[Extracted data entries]
//! Forum Archiver main entry point
//!
//! This is the command-line interface for the forum snapshot archiver.

use anyhow::{bail, Context};
use clap::{Parser, Subcommand};
use forum_archiver::config::{load_config_with_hash, Config};
use forum_archiver::url::parse_target_url;
use forum_archiver::{Archiver, JobSpec, ProfileJob, RunContext, UrlListJob, UrlListMode};
use std::path::{Path, PathBuf};
use tokio::io::AsyncBufReadExt;
use tracing_subscriber::EnvFilter;

/// Forum Archiver: resumable snapshots of a JavaScript-rendered forum
///
/// Renders profile, listing and topic pages in a real browser and saves each
/// one as HTML plus a full-page screenshot. Interrupted runs pick up where
/// they left off.
#[derive(Parser, Debug)]
#[command(name = "forum-archiver")]
#[command(version = "1.0.0")]
#[command(about = "A resumable forum snapshot archiver", long_about = None)]
struct Cli {
    /// Path to TOML configuration file (defaults apply when omitted)
    #[arg(short, long, value_name = "FILE", global = true)]
    config: Option<PathBuf>,

    /// Increase logging verbosity (-v, -vv, -vvv)
    #[arg(short, long, action = clap::ArgAction::Count, global = true)]
    verbose: u8,

    /// Suppress non-error output
    #[arg(short, long, conflicts_with = "verbose", global = true)]
    quiet: bool,

    /// Override the output directory from the config
    #[arg(short, long, value_name = "DIR", global = true)]
    output: Option<PathBuf>,

    #[command(subcommand)]
    command: Command,
}

#[derive(Subcommand, Debug)]
enum Command {
    /// Archive a user's profile, topics and posts
    Profile {
        /// Forum username
        username: String,

        /// Skip the profile, wall, friends and reputation views
        #[arg(long)]
        no_profile: bool,

        /// Topics the user started on the live forums
        #[arg(long)]
        topics_live: bool,

        /// Topics the user started in the archives
        #[arg(long)]
        topics_arch: bool,

        /// Posts by the user on the live forums
        #[arg(long)]
        posts_live: bool,

        /// Posts by the user in the archives
        #[arg(long)]
        posts_arch: bool,

        /// Capture only the user's posts, not the full topics they appear in
        #[arg(long)]
        posts_only: bool,

        /// Pause after opening the site so you can log in
        #[arg(long)]
        login: bool,
    },

    /// Archive a list of URLs, one per line ("-" reads stdin)
    Urls {
        #[arg(value_name = "FILE")]
        file: PathBuf,

        /// Archive every page of each topic instead of just the given page
        #[arg(long)]
        all_pages: bool,

        /// Pause after opening the site so you can log in
        #[arg(long)]
        login: bool,
    },

    /// Show statistics from the archive ledger and exit
    Stats,

    /// Write a markdown index of the archive and exit
    ExportSummary,
}

#[tokio::main]
async fn main() -> anyhow::Result<()> {
    let cli = Cli::parse();

    // Setup logging based on verbosity
    setup_logging(cli.verbose, cli.quiet);

    let mut config = match &cli.config {
        Some(path) => {
            tracing::info!("Loading configuration from: {}", path.display());
            let (cfg, hash) = load_config_with_hash(path)
                .with_context(|| format!("failed to load {}", path.display()))?;
            tracing::info!("Configuration loaded successfully (hash: {})", hash);
            cfg
        }
        None => {
            tracing::info!("No configuration file given, using defaults");
            Config::default()
        }
    };
    if let Some(dir) = cli.output {
        config.output.directory = dir;
    }

    match cli.command {
        Command::Stats => handle_stats(&config),
        Command::ExportSummary => handle_export_summary(&config),
        Command::Profile {
            username,
            no_profile,
            topics_live,
            topics_arch,
            posts_live,
            posts_arch,
            posts_only,
            login,
        } => {
            let any_group = topics_live || topics_arch || posts_live || posts_arch;
            let job = ProfileJob {
                username,
                include_profile: !no_profile,
                topics_live: topics_live || !any_group,
                topics_arch: topics_arch || !any_group,
                posts_live: posts_live || !any_group,
                posts_arch: posts_arch || !any_group,
                posts_only,
                pause_for_login: login,
            };
            handle_archive(config, JobSpec::Profile(job)).await
        }
        Command::Urls {
            file,
            all_pages,
            login,
        } => {
            check_url_source(&file, login)?;
            let urls = read_url_list(&file).await?;
            if urls.is_empty() {
                bail!("no URLs found in {}", file.display());
            }
            let job = UrlListJob {
                urls,
                mode: if all_pages {
                    UrlListMode::AllPages
                } else {
                    UrlListMode::SinglePage
                },
                pause_for_login: login,
            };
            handle_archive(config, JobSpec::UrlList(job)).await
        }
    }
}

/// Sets up the logging/tracing subscriber based on verbosity level
fn setup_logging(verbose: u8, quiet: bool) {
    let filter = if quiet {
        EnvFilter::new("error")
    } else {
        match verbose {
            0 => EnvFilter::new("forum_archiver=info,warn"),
            1 => EnvFilter::new("forum_archiver=debug,info"),
            2 => EnvFilter::new("forum_archiver=trace,debug"),
            _ => EnvFilter::new("trace"),
        }
    };

    tracing_subscriber::fmt()
        .with_env_filter(filter)
        .with_target(false)
        .with_thread_ids(false)
        .with_file(false)
        .init();
}

/// Rejects reading the list from stdin when stdin also releases the login pause
fn check_url_source(file: &Path, login: bool) -> anyhow::Result<()> {
    if login && file == Path::new("-") {
        bail!("--login reads Enter from stdin, so the URL list cannot also come from stdin; pass a file instead");
    }
    Ok(())
}

/// Reads one URL per line, skipping blanks and `#` comments
async fn read_url_list(path: &Path) -> anyhow::Result<Vec<String>> {
    let text = if path == Path::new("-") {
        let mut text = String::new();
        let mut lines = tokio::io::BufReader::new(tokio::io::stdin()).lines();
        while let Some(line) = lines.next_line().await? {
            text.push_str(&line);
            text.push('\n');
        }
        text
    } else {
        tokio::fs::read_to_string(path)
            .await
            .with_context(|| format!("failed to read {}", path.display()))?
    };

    parse_url_list(&text).with_context(|| format!("invalid URL list {}", path.display()))
}

/// Parses a URL list; every entry must be an absolute http(s) URL
fn parse_url_list(text: &str) -> anyhow::Result<Vec<String>> {
    let mut urls = Vec::new();
    for (n, line) in text.lines().enumerate() {
        let line = line.trim();
        if line.is_empty() || line.starts_with('#') {
            continue;
        }
        parse_target_url(line).with_context(|| format!("line {}: {:?}", n + 1, line))?;
        urls.push(line.to_string());
    }
    Ok(urls)
}

/// Handles the stats command: shows statistics from the ledger
fn handle_stats(config: &Config) -> anyhow::Result<()> {
    use forum_archiver::output::{load_statistics, print_statistics};

    println!("Archive: {}\n", config.output.directory.display());

    let stats = load_statistics(&config.output.directory)?;
    print_statistics(&stats);

    Ok(())
}

/// Handles the export-summary command: writes the markdown index
fn handle_export_summary(config: &Config) -> anyhow::Result<()> {
    use forum_archiver::output::generate_markdown_index;

    println!("=== Exporting Archive Index ===\n");
    println!("Archive: {}", config.output.directory.display());
    println!();

    tracing::info!("Loading archive ledger...");
    let path = generate_markdown_index(&config.output.directory)?;

    println!("✓ Index exported to: {}", path.display());

    Ok(())
}

/// Handles an archive run in either mode
async fn handle_archive(config: Config, job: JobSpec) -> anyhow::Result<()> {
    let pause_for_login = match &job {
        JobSpec::Profile(p) => p.pause_for_login,
        JobSpec::UrlList(l) => l.pause_for_login,
    };

    std::fs::create_dir_all(&config.output.directory).with_context(|| {
        format!(
            "failed to create output directory {}",
            config.output.directory.display()
        )
    })?;

    let browser = launch_browser(&config).await?;
    let ctx = RunContext::new()
        .with_continue_poll(config.timing.continue_poll())
        .with_progress_sink(|current: usize, total: usize, status: &str| {
            tracing::debug!("[{}/{}] {}", current, total, status);
        });

    let mut archiver = Archiver::new(config, browser, ctx);
    let handle = archiver.handle();

    let stop_handle = handle.clone();
    tokio::spawn(async move {
        if tokio::signal::ctrl_c().await.is_ok() {
            tracing::warn!("Interrupt received, stopping after the current step");
            stop_handle.stop();
        }
    });

    if pause_for_login {
        let gate = handle.clone();
        tokio::spawn(async move {
            let mut lines = tokio::io::BufReader::new(tokio::io::stdin()).lines();
            while let Ok(Some(_)) = lines.next_line().await {
                gate.continue_after_pause();
            }
        });
        tracing::info!("Press Enter once you are logged in");
    }

    let result = archiver.start(job).await;
    if let Err(e) = archiver.close().await {
        tracing::debug!("Closing browser: {}", e);
    }

    match result {
        Ok(summary) => {
            tracing::info!(
                "Run finished: {} archived, {} failed, {} skipped, {} already done",
                summary.archived,
                summary.failed,
                summary.skipped,
                summary.already_done
            );
            Ok(())
        }
        Err(e) => {
            tracing::error!("Archive run failed: {}", e);
            Err(e.into())
        }
    }
}

#[cfg(feature = "browser")]
async fn launch_browser(config: &Config) -> anyhow::Result<Box<dyn forum_archiver::browser::Browser>> {
    use forum_archiver::browser::chromium::ChromiumBrowser;

    tracing::info!("Launching browser...");
    let browser = ChromiumBrowser::launch(&config.browser, &config.output.directory)
        .await
        .context("failed to launch browser")?;
    Ok(Box::new(browser))
}

#[cfg(not(feature = "browser"))]
async fn launch_browser(_config: &Config) -> anyhow::Result<Box<dyn forum_archiver::browser::Browser>> {
    bail!("this build has no browser support; rebuild with `--features browser`")
}
//! Crawler module for rendering, discovering and archiving forum pages
//!
//! This module contains the core archiving logic, including:
//! - Navigation with settle waits, challenge handling and retry logic
//! - HTML parsing and link extraction
//! - Listing traversal and topic page generation
//! - Snapshot capture and overall run coordination

mod capture;
mod coordinator;
mod expand;
mod navigator;
mod pagination;
mod parser;

pub use capture::{capture_snapshot, CaptureTarget, SnapshotPaths};
pub use coordinator::{
    Archiver, JobSpec, ProfileJob, RunSummary, SearchGroup, UrlListJob, UrlListMode,
    CUSTOM_GROUP, PROFILE_GROUP,
};
pub use expand::expand_collapsed_content;
pub use navigator::{
    looks_like_challenge, ChallengeStatus, NavigationError, NavigationOutcome, Navigator,
};
pub use pagination::{
    collect_content_links, collect_search_pages, extract_topic_pages, generate_topic_pages,
    infer_max_page, ContentLinks,
};
pub use parser::{extract_site_links, parse_html, Anchor, ParsedPage};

**Task objective**
Please copy the lines in the records above between the one holding "tokio::fs::read_to_string(path)" and the one holding "absolute http(s) URL", inclusive, exactly and with no other line.

**Response for this exercise**
        tokio::fs::read_to_string(path)
            .await
            .with_context(|| format!("failed to read {}", path.display()))?
    };

    parse_url_list(&text).with_context(|| format!("invalid URL list {}", path.display()))
}

/// Parses a URL list; every entry must be an absolute http(s) URL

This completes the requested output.